Lastly, USMLE must decide how to accommodate students at institutions that currently take Step 1 at different times in their medical school curriculums. Without oversight, there would be a year when students at institutions that take Step 1 during their second year of medical school would have numeric scores for their residency applications, while students at institutions that take Step 1 during their third year of medical school would have pass/fail scores. Step 1 scores are currently used as a primary metric for residency selection. It would be unfair for students at some schools to have numeric scores and students at other schools to have pass/fail scores. However, for the reasons described above, mandating the conversion of preexisting numeric scores to pass/fail scores is also not fair.

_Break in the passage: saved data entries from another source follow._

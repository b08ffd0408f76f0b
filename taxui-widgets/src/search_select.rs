//! Searchable association dropdowns (native-select variant).
//!
//! Each matching select gains a text input inserted just above it. Typing
//! repopulates the live select with the filtered option subset — the
//! placeholder always survives — and a unique match is selected outright.
//! Picking an option clears the filter text.

use taxui_core::options::{filter_options, unique_match};
use taxui_core::page::Element;
use taxui_core::view::{SelectView, TextInputView};
use taxui_core::{Event, EventKind, Page, Result};

use crate::enhancer::{Effect, Enhancer};

/// Selects this augmenter claims: the association pickers addressed by id
/// or by field name. Selects carrying the `searchable` class belong to the
/// floating-list variant instead.
const ASSOCIATION_SELECT_IDS: &[&str] = &["association_select", "id_association"];

#[derive(Debug)]
struct Binding {
    select: SelectView,
    search: TextInputView,
    original: Vec<taxui_core::OptionEntry>,
}

#[derive(Debug, Default)]
pub struct SearchSelect {
    candidates: Vec<String>,
    bindings: Vec<Binding>,
}

impl SearchSelect {
    pub fn new() -> Self {
        Self::default()
    }

    fn search_id(select_id: &str) -> String {
        format!("{select_id}_search")
    }

    /// A sibling text input means something already augmented this select.
    fn has_sibling_search(page: &Page, select_id: &str) -> bool {
        let parent = page.element(select_id).and_then(|e| e.parent.clone());
        page.elements.iter().any(|e| {
            e.id != select_id
                && e.parent == parent
                && e.tag.eq_ignore_ascii_case("input")
                && e.attr("type").unwrap_or("text") == "text"
        })
    }

    fn bind_all(&mut self, page: &mut Page) -> Result<()> {
        for select_id in self.candidates.clone() {
            if Self::has_sibling_search(page, &select_id) {
                continue;
            }

            let search_id = Self::search_id(&select_id);
            let mut search = Element::new(&search_id, "input");
            search.parent = page.element(&select_id).and_then(|e| e.parent.clone());
            search.classes = vec!["form-control".into(), "mb-1".into()];
            search.set_attr("type", "text");
            search.set_attr("placeholder", "Type to search associations...");
            page.insert_before(&select_id, search);

            let select = SelectView::bind(page, &select_id, "search-select")?;
            let original = select.options(page).to_vec();
            self.bindings.push(Binding {
                select,
                search: TextInputView::bind(page, &search_id, "search-select")?,
                original,
            });
        }
        Ok(())
    }
}

impl Enhancer for SearchSelect {
    fn name(&self) -> &'static str {
        "search-select"
    }

    fn activate(&mut self, page: &Page) -> bool {
        self.candidates = page
            .elements
            .iter()
            .filter(|e| {
                e.tag.eq_ignore_ascii_case("select")
                    && !e.has_class("searchable")
                    && (ASSOCIATION_SELECT_IDS.contains(&e.id.as_str())
                        || e.name() == Some("association_id"))
            })
            .map(|e| e.id.clone())
            .collect();
        !self.candidates.is_empty()
    }

    fn on_event(&mut self, page: &mut Page, event: &Event) -> Result<Vec<Effect>> {
        match &event.kind {
            EventKind::PageLoad => self.bind_all(page)?,
            EventKind::Input { value } => {
                if let Some(binding) = self
                    .bindings
                    .iter()
                    .find(|b| b.search.id() == event.target)
                {
                    let filtered = filter_options(&binding.original, value);
                    let auto = unique_match(&filtered, value).map(|o| o.value.clone());
                    binding.select.set_options(page, filtered);
                    if let Some(value) = auto {
                        binding.select.set_value(page, &value);
                    }
                }
            }
            EventKind::Change { .. } => {
                if let Some(binding) = self
                    .bindings
                    .iter()
                    .find(|b| b.select.id() == event.target)
                {
                    if !binding.select.value(page).is_empty() {
                        binding.search.set_value(page, "");
                    }
                }
            }
            _ => {}
        }
        Ok(Vec::new())
    }
}
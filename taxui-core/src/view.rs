//! Typed views over page elements.
//!
//! Enhancers never poke at elements through bare id strings; they bind a
//! view once, which checks that the element exists and is the right kind of
//! control, and go through it afterwards. A view is a validated handle, not
//! a borrow, so one enhancer can hold several without fighting the borrow
//! checker over the page.

use crate::error::{Result, UiError};
use crate::page::{Element, FileMeta, OptionEntry, Page};

fn bind_checked<'p>(
    page: &'p Page,
    id: &str,
    tag: &str,
    expected: &'static str,
    component: &'static str,
) -> Result<&'p Element> {
    let element = page
        .element(id)
        .ok_or_else(|| UiError::missing_element(id, component))?;
    if !element.tag.eq_ignore_ascii_case(tag) {
        return Err(UiError::wrong_control(id, expected));
    }
    Ok(element)
}

/// A `<select>` control.
#[derive(Debug, Clone)]
pub struct SelectView {
    id: String,
}

impl SelectView {
    pub fn bind(page: &Page, id: &str, component: &'static str) -> Result<Self> {
        bind_checked(page, id, "select", "select", component)?;
        Ok(Self { id: id.to_string() })
    }

    pub fn id(&self) -> &str {
        &self.id
    }

    pub fn value<'p>(&self, page: &'p Page) -> &'p str {
        page.element(&self.id).map(|e| e.value.as_str()).unwrap_or("")
    }

    pub fn options<'p>(&self, page: &'p Page) -> &'p [OptionEntry] {
        page.element(&self.id)
            .map(|e| e.options.as_slice())
            .unwrap_or(&[])
    }

    /// Label of the currently selected option.
    pub fn selected_label<'p>(&self, page: &'p Page) -> Option<&'p str> {
        let element = page.element(&self.id)?;
        element
            .options
            .iter()
            .find(|o| o.value == element.value)
            .map(|o| o.label.as_str())
    }

    pub fn set_value(&self, page: &mut Page, value: &str) {
        if let Some(element) = page.element_mut(&self.id) {
            element.value = value.to_string();
        }
    }

    /// Replace the option list wholesale. Repopulation is destructive: the
    /// selection resets to the first option, exactly like a live select
    /// whose option nodes were rebuilt. Callers that want to carry a value
    /// across re-select it afterwards with [`Self::select_if_present`].
    pub fn set_options(&self, page: &mut Page, options: Vec<OptionEntry>) {
        if let Some(element) = page.element_mut(&self.id) {
            element.value = options.first().map(|o| o.value.clone()).unwrap_or_default();
            element.options = options;
        }
    }

    /// Placeholder plus one option per entry; value and label are the same
    /// string, as the year endpoints return bare values.
    pub fn populate(&self, page: &mut Page, placeholder: &str, entries: &[String]) {
        let mut options = Vec::with_capacity(entries.len() + 1);
        options.push(OptionEntry::placeholder(placeholder));
        options.extend(entries.iter().map(|e| OptionEntry::new(e.clone(), e.clone())));
        self.set_options(page, options);
    }

    /// Collapse to a lone placeholder (the disabled "select something first"
    /// and error states).
    pub fn collapse_to_placeholder(&self, page: &mut Page, label: &str) {
        self.set_options(page, vec![OptionEntry::placeholder(label)]);
        self.set_value(page, "");
    }

    pub fn set_disabled(&self, page: &mut Page, disabled: bool) {
        if let Some(element) = page.element_mut(&self.id) {
            element.disabled = disabled;
        }
    }

    /// Select `value` if the option list carries it; reports whether it did.
    pub fn select_if_present(&self, page: &mut Page, value: &str) -> bool {
        let present = self.options(page).iter().any(|o| o.value == value);
        if present {
            self.set_value(page, value);
        }
        present
    }

    pub fn append_option(&self, page: &mut Page, option: OptionEntry) {
        if let Some(element) = page.element_mut(&self.id) {
            element.options.push(option);
        }
    }

    pub fn set_hidden(&self, page: &mut Page, hidden: bool) {
        if let Some(element) = page.element_mut(&self.id) {
            element.hidden = hidden;
        }
    }
}

/// A text input.
#[derive(Debug, Clone)]
pub struct TextInputView {
    id: String,
}

impl TextInputView {
    pub fn bind(page: &Page, id: &str, component: &'static str) -> Result<Self> {
        bind_checked(page, id, "input", "text input", component)?;
        Ok(Self { id: id.to_string() })
    }

    pub fn id(&self) -> &str {
        &self.id
    }

    pub fn value<'p>(&self, page: &'p Page) -> &'p str {
        page.element(&self.id).map(|e| e.value.as_str()).unwrap_or("")
    }

    pub fn set_value(&self, page: &mut Page, value: &str) {
        if let Some(element) = page.element_mut(&self.id) {
            element.value = value.to_string();
        }
    }
}

/// A checkbox input.
#[derive(Debug, Clone)]
pub struct CheckboxView {
    id: String,
}

impl CheckboxView {
    pub fn bind(page: &Page, id: &str, component: &'static str) -> Result<Self> {
        bind_checked(page, id, "input", "checkbox", component)?;
        Ok(Self { id: id.to_string() })
    }

    pub fn id(&self) -> &str {
        &self.id
    }

    pub fn checked(&self, page: &Page) -> bool {
        page.element(&self.id).map(|e| e.checked).unwrap_or(false)
    }

    pub fn set_checked(&self, page: &mut Page, checked: bool) {
        if let Some(element) = page.element_mut(&self.id) {
            element.checked = checked;
        }
    }
}

/// A table with a sortable body.
#[derive(Debug, Clone)]
pub struct TableView {
    id: String,
    body: String,
}

impl TableView {
    /// Binds the table and its `<tbody>` (the first tbody child).
    pub fn bind(page: &Page, id: &str, component: &'static str) -> Result<Self> {
        bind_checked(page, id, "table", "table", component)?;
        let body = page
            .children_of(id)
            .into_iter()
            .find(|cid| {
                page.element(cid)
                    .map(|e| e.tag.eq_ignore_ascii_case("tbody"))
                    .unwrap_or(false)
            })
            .ok_or_else(|| UiError::wrong_control(id, "table with a tbody"))?;
        Ok(Self {
            id: id.to_string(),
            body,
        })
    }

    pub fn id(&self) -> &str {
        &self.id
    }

    /// Header cells carrying `class`, anywhere under the table.
    pub fn headers_with_class(&self, page: &Page, class: &str) -> Vec<String> {
        page.elements
            .iter()
            .filter(|e| {
                e.tag.eq_ignore_ascii_case("th")
                    && e.has_class(class)
                    && page.ancestors(&e.id).contains(&self.id)
            })
            .map(|e| e.id.clone())
            .collect()
    }

    /// Body row ids in current document order.
    pub fn rows(&self, page: &Page) -> Vec<String> {
        page.children_of(&self.body)
            .into_iter()
            .filter(|cid| {
                page.element(cid)
                    .map(|e| e.tag.eq_ignore_ascii_case("tr"))
                    .unwrap_or(false)
            })
            .collect()
    }

    /// The sort value for `row` under `key`: the row's own `data-{key}`,
    /// else the first cell that carries one.
    pub fn row_value(&self, page: &Page, row: &str, key: &str) -> String {
        if let Some(v) = page.element(row).and_then(|e| e.data(key)) {
            return v.to_string();
        }
        page.children_of(row)
            .into_iter()
            .find_map(|cid| {
                page.element(&cid)
                    .and_then(|e| e.data(key))
                    .map(str::to_string)
            })
            .unwrap_or_default()
    }

    /// Re-insert the existing rows in `order`.
    pub fn reorder_rows(&self, page: &mut Page, order: &[String]) {
        page.reorder_children(&self.body, order);
    }
}

/// The drag-and-drop upload region.
#[derive(Debug, Clone)]
pub struct DropZoneView {
    id: String,
    input: String,
}

impl DropZoneView {
    /// Binds the zone and its hidden file input (class `drop-zone__input`).
    pub fn bind(page: &Page, id: &str, component: &'static str) -> Result<Self> {
        page.element(id)
            .ok_or_else(|| UiError::missing_element(id, component))?;
        let input = page
            .children_of(id)
            .into_iter()
            .find(|cid| {
                page.element(cid)
                    .map(|e| e.has_class("drop-zone__input"))
                    .unwrap_or(false)
            })
            .ok_or_else(|| UiError::wrong_control(id, "drop zone with a file input"))?;
        Ok(Self {
            id: id.to_string(),
            input,
        })
    }

    pub fn id(&self) -> &str {
        &self.id
    }

    pub fn input_id(&self) -> &str {
        &self.input
    }

    pub fn files<'p>(&self, page: &'p Page) -> &'p [FileMeta] {
        page.element(&self.input)
            .map(|e| e.files.as_slice())
            .unwrap_or(&[])
    }

    pub fn assign_files(&self, page: &mut Page, files: Vec<FileMeta>) {
        if let Some(element) = page.element_mut(&self.input) {
            element.files = files;
        }
    }

    pub fn set_over(&self, page: &mut Page, over: bool) {
        if let Some(element) = page.element_mut(&self.id) {
            if over {
                element.add_class("drop-zone--over");
            } else {
                element.remove_class("drop-zone--over");
            }
        }
    }
}

#[cfg(test)]
mod tests {
    use super::*;

    fn page_with_select() -> Page {
        let mut page = Page::default();
        let mut select = Element::new("years", "select");
        select.options = vec![
            OptionEntry::placeholder("Select a year"),
            OptionEntry::new("2023", "2023"),
        ];
        select.value = "2023".into();
        page.insert(select);
        page
    }

    #[test]
    fn test_bind_rejects_wrong_tag() {
        let mut page = page_with_select();
        page.insert(Element::new("plain", "div"));

        assert!(SelectView::bind(&page, "years", "test").is_ok());
        assert!(matches!(
            SelectView::bind(&page, "plain", "test").unwrap_err(),
            UiError::WrongControl { .. }
        ));
        assert!(matches!(
            SelectView::bind(&page, "gone", "test").unwrap_err(),
            UiError::MissingElement { .. }
        ));
    }

    #[test]
    fn test_set_options_resets_vanished_value() {
        let mut page = page_with_select();
        let select = SelectView::bind(&page, "years", "test").unwrap();

        select.populate(&mut page, "Select a year", &["2024".to_string()]);
        assert_eq!(select.value(&page), "");
        assert_eq!(select.options(&page).len(), 2);

        assert!(select.select_if_present(&mut page, "2024"));
        assert!(!select.select_if_present(&mut page, "1999"));
        assert_eq!(select.value(&page), "2024");
    }

    #[test]
    fn test_selected_label_tracks_value() {
        let mut page = page_with_select();
        let select = SelectView::bind(&page, "years", "test").unwrap();
        assert_eq!(select.selected_label(&page), Some("2023"));

        select.set_value(&mut page, "");
        assert_eq!(select.selected_label(&page), Some("Select a year"));
    }

    #[test]
    fn test_table_rows_and_values() {
        let mut page = Page::default();
        page.insert(Element::new("t", "table"));
        page.insert(Element::new("tb", "tbody").with_parent("t"));
        let mut r1 = Element::new("r1", "tr").with_parent("tb");
        r1.dataset.insert("units".into(), "12".into());
        page.insert(r1);
        let r2 = Element::new("r2", "tr").with_parent("tb");
        page.insert(r2);
        let mut cell = Element::new("r2c", "td").with_parent("r2");
        cell.dataset.insert("units".into(), "7".into());
        page.insert(cell);

        let table = TableView::bind(&page, "t", "test").unwrap();
        assert_eq!(table.rows(&page), vec!["r1", "r2"]);
        assert_eq!(table.row_value(&page, "r1", "units"), "12");
        assert_eq!(table.row_value(&page, "r2", "units"), "7");
        assert_eq!(table.row_value(&page, "r2", "name"), "");
    }

    #[test]
    fn test_drop_zone_binding() {
        let mut page = Page::default();
        page.insert(Element::new("zone", "div").with_class("drop-zone"));
        page.insert(
            Element::new("zone-input", "input")
                .with_parent("zone")
                .with_class("drop-zone__input"),
        );

        let zone = DropZoneView::bind(&page, "zone", "test").unwrap();
        assert_eq!(zone.input_id(), "zone-input");

        zone.assign_files(
            &mut page,
            vec![FileMeta::new("return.pdf", "application/pdf", 10)],
        );
        assert_eq!(zone.files(&page).len(), 1);
        assert!(zone.files(&page)[0].is_pdf());

        zone.set_over(&mut page, true);
        assert!(page.element("zone").unwrap().has_class("drop-zone--over"));
        zone.set_over(&mut page, false);
        assert!(!page.element("zone").unwrap().has_class("drop-zone--over"));
    }
}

The most equitable way forward may be for USMLE to work with their affiliates and stakeholders to mandate that future medical students are not eligible to take Step 1 until their third year of medical school. If this policy is adopted, it should be enacted for students matriculating in 2020 or later. However, it should only be considered if students and schools are informed of the change prior to student matriculation. If the mandate begins with students matriculating in 2020, USMLE, along with their affiliates and stakeholders, could mandate that members of that class are not eligible to take Step 1 until after January 1, 2023, at which point exams would receive a pass/fail score. This solution addresses the aforementioned concerns and provides a clear roadmap for the transition to pass/fail score reporting that accommodates the interests of students at medical schools that currently have different curriculums and timelines.

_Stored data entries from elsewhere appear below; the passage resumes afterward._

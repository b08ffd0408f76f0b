//! `taxui simulate` - replay an event script against a page snapshot.
//!
//! The final page state goes to stdout as JSON; alerts and navigation are
//! reported on stderr so pipelines can consume the snapshot cleanly. Year
//! fetches are served from an optional fixture file (a JSON map of
//! association id to year list) instead of the network, keeping runs
//! reproducible.

use std::collections::BTreeMap;
use std::fs;
use std::path::PathBuf;
use std::sync::Arc;

use anyhow::{Context, Result};
use clap::Args;
use tracing::info;

use taxui_core::event::parse_script;
use taxui_core::prefs::MemoryStore;
use taxui_core::Page;
use taxui_widgets::{standard_engine, StaticCompanies, StaticYears};

#[derive(Args, Debug)]
pub struct SimulateArgs {
    /// Path to the page snapshot (JSON)
    pub page: PathBuf,

    /// Event script to replay (JSON array of events)
    #[arg(long)]
    pub script: Option<PathBuf>,

    /// Year fixtures: JSON map of association id to year list
    #[arg(long)]
    pub years_fixture: Option<PathBuf>,
}

pub async fn run_simulate(args: SimulateArgs) -> Result<()> {
    let raw = fs::read_to_string(&args.page)
        .with_context(|| format!("Failed to read page snapshot: {}", args.page.display()))?;
    let mut page = Page::from_json(&raw)?;
    let initial_location = page.location.clone();

    let years = match &args.years_fixture {
        Some(path) => {
            let raw = fs::read_to_string(path)
                .with_context(|| format!("Failed to read year fixture: {}", path.display()))?;
            let fixture: BTreeMap<String, Vec<String>> =
                serde_json::from_str(&raw).context("Year fixture must map ids to year lists")?;
            StaticYears::new(fixture)
        }
        None => StaticYears::empty(),
    };

    let mut engine = standard_engine(
        Arc::new(years),
        Arc::new(StaticCompanies::new()),
        Box::new(MemoryStore::new()),
        chrono::Utc::now().timestamp_millis(),
    );

    let active = engine.load(&mut page).await?;
    info!(enhancers = active.len(), "page loaded");

    if let Some(script_path) = &args.script {
        let raw = fs::read_to_string(script_path)
            .with_context(|| format!("Failed to read event script: {}", script_path.display()))?;
        let events = parse_script(&raw)?;
        info!(events = events.len(), "replaying script");
        for event in events {
            engine.dispatch(&mut page, event).await?;
        }
    }

    for alert in engine.alerts() {
        eprintln!("alert: {alert}");
    }
    if page.location != initial_location {
        eprintln!("navigated: {}", page.location);
    }

    println!("{}", page.to_json_pretty()?);
    Ok(())
}
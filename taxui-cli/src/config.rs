//! CLI configuration from `~/.taxui/config.toml`.
//!
//! A missing file means defaults — the tool works out of the box against a
//! local dev backend. A malformed file is a hard error carrying the path.

use std::fs;
use std::path::PathBuf;

use anyhow::{Context, Result};
use serde::{Deserialize, Serialize};

fn default_base_url() -> String {
    "http://localhost:8000".to_string()
}

#[derive(Debug, Clone, Serialize, Deserialize)]
pub struct TaxuiConfig {
    /// Backend base URL for live queries
    #[serde(default = "default_base_url")]
    pub base_url: String,
    /// Preference store location (defaults to the user config dir)
    #[serde(default)]
    pub prefs_path: Option<PathBuf>,
    /// Default log filter when RUST_LOG is unset
    #[serde(default)]
    pub log_level: Option<String>,
}

impl Default for TaxuiConfig {
    fn default() -> Self {
        Self {
            base_url: default_base_url(),
            prefs_path: None,
            log_level: None,
        }
    }
}

impl TaxuiConfig {
    pub fn config_path() -> Option<PathBuf> {
        dirs::home_dir().map(|home| home.join(".taxui").join("config.toml"))
    }

    pub fn load() -> Result<Self> {
        let Some(path) = Self::config_path() else {
            return Ok(Self::default());
        };
        if !path.exists() {
            return Ok(Self::default());
        }

        let content = fs::read_to_string(&path)
            .with_context(|| format!("Failed to read config file: {}", path.display()))?;
        toml::from_str(&content)
            .with_context(|| format!("Failed to parse config file (invalid TOML): {}", path.display()))
    }
}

The implementation of USMLE’s decision to change Step 1 score reporting to pass/fail will have a significant impact on medical students. Some students will need to make education and career decisions based on USMLE’s current announcement before July 1, 2020. Without detailed transition plans, it will be difficult for students to make informed decisions. Therefore, we feel that USMLE should make additional transition decisions and announcements as judiciously and expeditiously as possible.

Recommendations

  • USMLE and ERAS should not mandate the conversion of preexisting three-digit numeric Step 1 scores to pass/fail outcomes on transcripts.
  • USMLE should consider converting Step 1 score reporting to pass/fail no earlier than January 1, 2023, to minimize the impact of the scoring change on enrolled students. Future students should be informed of all transition details prior to matriculation.
  • USMLE should consider working with their affiliates and stakeholders to mandate that future medical students are not eligible to take Step 1 until their third year of medical school. This change should be considered for students matriculating in 2020, or later, but should only be considered if students and schools are informed of the change prior to student matriculation.

Closing remarks

It is essential that USMLE considers all viewpoints when developing a plan for the transition to pass/fail score reporting. We hope that this commentary will raise awareness and stimulate the discussions necessary to ensure that USMLE’s transition plan acknowledges the interests of all members of the medical community. Through these discussions, we hope that these recommendations will receive the endorsement of medical schools, USMLE, and other major organizations. Alternatively, we hope that these recommendations will inspire the publication of alternative recommendations that protect the interests of all members of the medical community.

David F. Havlicek and Ian B. Winthrop are medical students.